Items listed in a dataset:
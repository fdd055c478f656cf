use crate::lexer::Token;

use super::error::AccumulatorError;
use super::result::ParsingResult;

/// What a hook sees: the token that triggered it, the rest of the statement and
/// the result being accumulated.
pub struct ParsingContext<'t, 'r> {
    tokens: &'t [Token],
    position: usize,
    token: Option<&'t Token>,
    result: &'r mut ParsingResult,
}

impl<'t, 'r> ParsingContext<'t, 'r> {
    pub(crate) fn new(
        tokens: &'t [Token],
        position: usize,
        token: Option<&'t Token>,
        result: &'r mut ParsingResult,
    ) -> Self {
        Self {
            tokens,
            position,
            token,
            result,
        }
    }

    /// Token matched by the node, or the lookahead for idle nodes. `None` at end of
    /// input.
    pub fn token(&self) -> Option<&'t Token> {
        self.token
    }

    pub fn require_token(&self) -> Result<&'t Token, AccumulatorError> {
        self.token.ok_or(AccumulatorError::MissingToken)
    }

    /// Tokens not consumed yet.
    pub fn remaining(&self) -> &'t [Token] {
        &self.tokens[self.position..]
    }

    pub fn result(&self) -> &ParsingResult {
        &*self.result
    }

    pub fn result_mut(&mut self) -> &mut ParsingResult {
        &mut *self.result
    }
}
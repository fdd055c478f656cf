//! Rendering errors against the text they came from.

mod printer;


pub use printer::ErrorPrinter;

use crate::Error;

impl Error {
    pub fn printer(&self) -> ErrorPrinter<'_, '_> {
        ErrorPrinter::new(self)
    }
}
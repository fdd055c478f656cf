use ddlweave_core::{
    ColumnDefinition, ForeignKeyDefinition, IdentityDefinition, IndexColumn, IndexDefinition,
    PrimaryKeyDefinition, SortDirection, TableDefinition, TypeDefinition,
};

use crate::engine::{AccumulatorError, HookError, ParsingContext, Semantics, SyntaxError};
use crate::lexer::Token;

use super::hooks::SqliteHook;

/// Column property marking `PRIMARY KEY` written inline. Resolved at `table-end`.
pub(crate) const INLINE_PRIMARY_KEY: &str = "#inline-primary-key";

/// Table property holding a `CONSTRAINT name` until the constraint it names starts.
pub(crate) const LAST_CONSTRAINT_NAME: &str = "#last-constraint-name";

/// Builds tables and indexes from SQLite `CREATE` statements.
#[derive(Debug, Clone, Copy, Default)]
pub struct SqliteSemantics;

impl Semantics for SqliteSemantics {
    type Hook = SqliteHook;

    fn apply(
        &self,
        hook: SqliteHook,
        ctx: &mut ParsingContext<'_, '_>,
    ) -> Result<(), HookError> {
        match hook {
            SqliteHook::DoCreateTable => {
                ctx.result_mut().add_clause(TableDefinition::default());
            }
            SqliteHook::TableName => {
                let name = text(ctx)?;
                ctx.result_mut().current_table()?.name = name;
            }
            SqliteHook::ColumnName => {
                let name = text(ctx)?;
                ctx.result_mut()
                    .current_table()?
                    .columns
                    .push(ColumnDefinition::new(name));
            }
            SqliteHook::TypeName => {
                let name = text(ctx)?;
                ctx.result_mut().current_column()?.ty = TypeDefinition::new(name);
            }
            SqliteHook::TypeSize => {
                let size = type_argument(ctx.require_token()?)?;
                ctx.result_mut().current_column()?.ty.size = Some(size);
            }
            SqliteHook::TypeScale => {
                let scale = type_argument(ctx.require_token()?)?;
                let ty = &mut ctx.result_mut().current_column()?.ty;
                ty.precision = ty.size.take();
                ty.scale = Some(scale);
            }
            SqliteHook::Null => ctx.result_mut().current_column()?.is_nullable = true,
            SqliteHook::NotNull => ctx.result_mut().current_column()?.is_nullable = false,
            SqliteHook::InlinePrimaryKey => {
                ctx.result_mut()
                    .current_column()?
                    .properties
                    .insert(INLINE_PRIMARY_KEY.to_string(), String::new());
            }
            SqliteHook::Autoincrement => {
                ctx.result_mut().current_column()?.identity =
                    Some(IdentityDefinition::new("1", "1"));
            }
            SqliteHook::DefaultNull => set_default(ctx, "NULL".to_string())?,
            SqliteHook::DefaultInteger => {
                let value = text(ctx)?;
                set_default(ctx, value)?;
            }
            SqliteHook::DefaultString => {
                let value = quote_string(&text(ctx)?);
                set_default(ctx, value)?;
            }
            SqliteHook::DefaultKeyword => {
                let value = text(ctx)?.to_ascii_uppercase();
                set_default(ctx, value)?;
            }
            SqliteHook::ConstraintName => {
                let name = text(ctx)?;
                ctx.result_mut()
                    .current_table()?
                    .properties
                    .insert(LAST_CONSTRAINT_NAME.to_string(), name);
            }
            SqliteHook::DoPrimaryKey => {
                let span = ctx.token().map(|token| token.span);
                let table = ctx.result_mut().current_table()?;
                if table.primary_key.is_some() {
                    return Err(SyntaxError::ConflictingPrimaryKey {
                        table: table.name.clone(),
                        span,
                    }
                    .into());
                }
                let name = table.properties.shift_remove(LAST_CONSTRAINT_NAME);
                table.primary_key = Some(PrimaryKeyDefinition::new(name));
            }
            SqliteHook::PkColumnName => {
                let name = text(ctx)?;
                ctx.result_mut().current_primary_key()?.columns.push(name);
            }
            SqliteHook::DoForeignKey => {
                let table = ctx.result_mut().current_table()?;
                let name = table.properties.shift_remove(LAST_CONSTRAINT_NAME);
                table.foreign_keys.push(ForeignKeyDefinition::new(name));
            }
            SqliteHook::FkColumnName => {
                let name = text(ctx)?;
                ctx.result_mut().current_foreign_key()?.column_names.push(name);
            }
            SqliteHook::FkReferencedTableName => {
                let name = text(ctx)?;
                ctx.result_mut().current_foreign_key()?.referenced_table_name = name;
            }
            SqliteHook::FkReferencedColumnName => {
                let name = text(ctx)?;
                ctx.result_mut()
                    .current_foreign_key()?
                    .referenced_column_names
                    .push(name);
            }
            SqliteHook::TableEnd => resolve_inline_primary_key(ctx.result_mut().current_table()?)?,
            SqliteHook::DoCreateUniqueIndex => {
                ctx.result_mut().add_clause(IndexDefinition::new(true));
            }
            SqliteHook::DoCreateIndex => {
                ctx.result_mut().add_clause(IndexDefinition::new(false));
            }
            SqliteHook::IndexName => {
                let name = text(ctx)?;
                ctx.result_mut().current_index()?.name = name;
            }
            SqliteHook::IndexTableName => {
                let name = text(ctx)?;
                ctx.result_mut().current_index()?.table_name = name;
            }
            SqliteHook::IndexColumnName => {
                let name = text(ctx)?;
                ctx.result_mut()
                    .current_index()?
                    .columns
                    .push(IndexColumn::new(name, SortDirection::Ascending));
            }
            SqliteHook::IndexColumnAscOrDesc => {
                let direction: SortDirection = text(ctx)?.parse().map_err(AccumulatorError::from)?;
                ctx.result_mut().current_index_column()?.direction = direction;
            }
        }
        Ok(())
    }
}

fn text(ctx: &ParsingContext<'_, '_>) -> Result<String, AccumulatorError> {
    Ok(ctx.require_token()?.text().into_owned())
}

fn set_default(ctx: &mut ParsingContext<'_, '_>, value: String) -> Result<(), AccumulatorError> {
    ctx.result_mut().current_column()?.default = Some(value);
    Ok(())
}

fn type_argument(token: &Token) -> Result<u32, SyntaxError> {
    token
        .as_integer()
        .and_then(|value| u32::try_from(value).ok())
        .ok_or_else(|| SyntaxError::InvalidValue {
            found: token.describe(),
            span: token.span,
            reason: "type arguments must be non-negative integers",
        })
}

/// `it's` → `'it''s'`
pub(crate) fn quote_string(value: &str) -> String {
    format!("'{}'", value.replace('\'', "''"))
}

/// Turn the inline `PRIMARY KEY` marker into the table's key and drop the marker.
fn resolve_inline_primary_key(table: &mut TableDefinition) -> Result<(), SyntaxError> {
    let marked: Vec<String> = table
        .columns
        .iter_mut()
        .filter_map(|column| {
            column.properties.shift_remove(INLINE_PRIMARY_KEY)?;
            Some(column.name.clone())
        })
        .collect();

    match marked.len() {
        0 => Ok(()),
        1 if table.primary_key.is_none() => {
            let mut key = PrimaryKeyDefinition::new(None);
            key.columns = marked;
            table.primary_key = Some(key);
            Ok(())
        }
        _ => Err(SyntaxError::ConflictingPrimaryKey {
            table: table.name.clone(),
            span: None,
        }),
    }
}
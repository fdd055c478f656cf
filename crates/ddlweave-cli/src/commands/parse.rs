use ddlweave_core::Clause;
use ddlweave_lib::ParsingResult;
use ddlweave_lib::sqlite::SqliteParser;

use super::input::{Input, InputArgs};
use super::report::{Failure, dialect, exit_with};

pub struct ParseArgs {
    pub input: InputArgs,
    pub compact: bool,
    pub color: bool,
}

pub fn run(args: ParseArgs) {
    let input = Input::load(&args.input).unwrap_or_else(|err| exit_with(err));
    let parser = dialect(args.color);

    let clauses =
        parse_script(parser, &input).unwrap_or_else(|failure| failure.exit(&input, args.color));
    match to_json(&clauses, args.compact) {
        Ok(json) => println!("{json}"),
        Err(err) => exit_with(err),
    }
}

/// Parse every statement of the script into one result, stopping at the first failure.
pub fn parse_script(parser: &SqliteParser, input: &Input) -> Result<Vec<Clause>, Failure> {
    let mut result = ParsingResult::new();
    for range in input.statements() {
        tracing::debug!(start = range.start, end = range.end, "parsing statement");
        parser
            .parse_into(&input.text[range.clone()], &mut result)
            .map_err(|error| Failure::in_statement(error, range))?;
    }
    Ok(result.into_clauses())
}

pub fn to_json(clauses: &[Clause], compact: bool) -> serde_json::Result<String> {
    if compact {
        serde_json::to_string(clauses)
    } else {
        serde_json::to_string_pretty(clauses)
    }
}
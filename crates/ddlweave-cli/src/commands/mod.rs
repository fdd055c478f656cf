pub mod graph;
pub mod input;
pub mod keywords;
pub mod parse;
pub mod report;
pub mod script;
pub mod tokens;

#[cfg(test)]
mod commands_tests;
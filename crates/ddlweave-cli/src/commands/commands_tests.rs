use ddlweave_core::{Clause, TableDefinition};
use ddlweave_lib::{Error, ScriptBuilder, sqlite};
use indoc::indoc;

use super::input::{Input, InputArgs, InputError};
use super::parse::{parse_script, to_json};
use super::report::{Failure, dialect};
use super::script::render_script;
use super::tokens::render_tokens;

fn parse(script: &str) -> Result<Vec<Clause>, Failure> {
    parse_script(dialect(false), &Input::inline(script))
}

#[test]
fn parse_to_compact_json() {
    let clauses = parse(indoc! {"
        CREATE TABLE t(id integer NOT NULL PRIMARY KEY);
        CREATE INDEX ix ON t(id DESC);
    "})
    .unwrap();

    assert_eq!(
        to_json(&clauses, true).unwrap(),
        r#"[{"clause":"table","name":"t","columns":[{"name":"id","type":{"name":"integer"},"is_nullable":false}],"primary_key":{"columns":["id"]}},{"clause":"index","name":"ix","table_name":"t","is_unique":false,"columns":[{"name":"id","direction":"Descending"}]}]"#
    );
    assert!(to_json(&clauses, false).unwrap().starts_with("[\n  {\n    \"clause\": \"table\""));
}

#[test]
fn empty_script_parses_to_nothing() {
    let clauses = parse("-- nothing here\n;").unwrap();
    assert!(clauses.is_empty());
    assert_eq!(to_json(&clauses, true).unwrap(), "[]");
}

#[test]
fn failure_points_into_the_script() {
    let input = Input {
        text: "CREATE TABLE a(id int);\nCREATE TBL b(id int)".to_string(),
        path: Some("schema.sql".to_string()),
    };
    let failure = parse_script(dialect(false), &input).unwrap_err();
    assert_eq!(failure.statement, Some(24..44));

    let out = failure.render(&input, false);
    assert!(out.starts_with("error: unexpected 'TBL'"), "{out}");
    assert!(out.contains("--> schema.sql:2:8"), "{out}");
    assert!(out.contains("2 | CREATE TBL b(id int)"), "{out}");
}

#[test]
fn failure_without_location_is_one_line() {
    let clauses = [Clause::Table(TableDefinition::new("t"))];
    let err = render_script(&clauses, &ScriptBuilder::sqlite(), true).unwrap_err();
    assert!(matches!(err, Error::Script(_)));

    let failure = Failure::from(err);
    assert_eq!(
        failure.render(&Input::inline("CREATE TABLE t()"), false),
        "error: table of `t` has no columns"
    );
}

#[test]
fn script_round_trip() {
    let clauses = parse(indoc! {"
        create table t(id integer not null primary key, name text);
        create index ix on t(name desc)
    "})
    .unwrap();

    let builder = ScriptBuilder::sqlite();
    insta::assert_snapshot!(render_script(&clauses, &builder, true).unwrap(), @r"
    CREATE TABLE [t](
        [id] integer NOT NULL,
        [name] text NULL,
        PRIMARY KEY([id]));

    CREATE INDEX [ix] ON [t]([name] DESC);
    ");
    insta::assert_snapshot!(render_script(&clauses, &builder, false).unwrap(), @r"
    CREATE TABLE [t](
        [id] integer NOT NULL,
        [name] text NULL);

    CREATE INDEX [ix] ON [t]([name] DESC);
    ");
}

#[test]
fn tokens_per_statement() {
    let input = Input::inline("CREATE TABLE [b c](a int);  DROP 'x' 7");
    insta::assert_snapshot!(render_tokens(dialect(false), &input).unwrap(), @r#"
    0..6 'CREATE'
    7..12 'TABLE'
    13..18 identifier "b c"
    18..19 '('
    19..20 'a'
    21..24 'int'
    24..25 ')'

    28..32 'DROP'
    33..36 string 'x'
    37..38 integer 7
    "#);
}

#[test]
fn tokens_report_lex_errors() {
    let input = Input::inline("CREATE TABLE t(a int);\nCREATE TABLE u(a @ int)");
    let failure = render_tokens(dialect(false), &input).unwrap_err();
    assert!(matches!(failure.error, Error::Lex(_)));
    assert_eq!(failure.statement, Some(23..46));
}

#[test]
fn input_sources() {
    let args = InputArgs {
        path: Some("ignored.sql".into()),
        text: Some("CREATE TABLE t(a int)".to_string()),
    };
    let input = Input::load(&args).unwrap();
    assert_eq!(input.text, "CREATE TABLE t(a int)");
    assert_eq!(input.path, None);

    let missing = InputArgs {
        path: None,
        text: None,
    };
    assert!(matches!(Input::load(&missing), Err(InputError::Missing)));

    let unreadable = InputArgs {
        path: Some("does/not/exist.sql".into()),
        text: None,
    };
    let err = Input::load(&unreadable).err().unwrap();
    assert!(
        err.to_string().starts_with("failed to read 'does/not/exist.sql': "),
        "{err}"
    );
}

#[test]
fn dialect_is_the_shared_parser() {
    let parser = dialect(false);
    assert!(std::ptr::eq(parser, sqlite::parser().unwrap()));
    assert!(parser.reserved_words().contains("create"));
}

**WORK TO BE COMPLETED**
What belongs in the answer is each line of the data that has the word "push".

**ANSWER TO THIS TASK**
                    .push(ColumnDefinition::new(name));
                ctx.result_mut().current_primary_key()?.columns.push(name);
                table.foreign_keys.push(ForeignKeyDefinition::new(name));
                ctx.result_mut().current_foreign_key()?.column_names.push(name);
                    .push(name);
                    .push(IndexColumn::new(name, SortDirection::Ascending));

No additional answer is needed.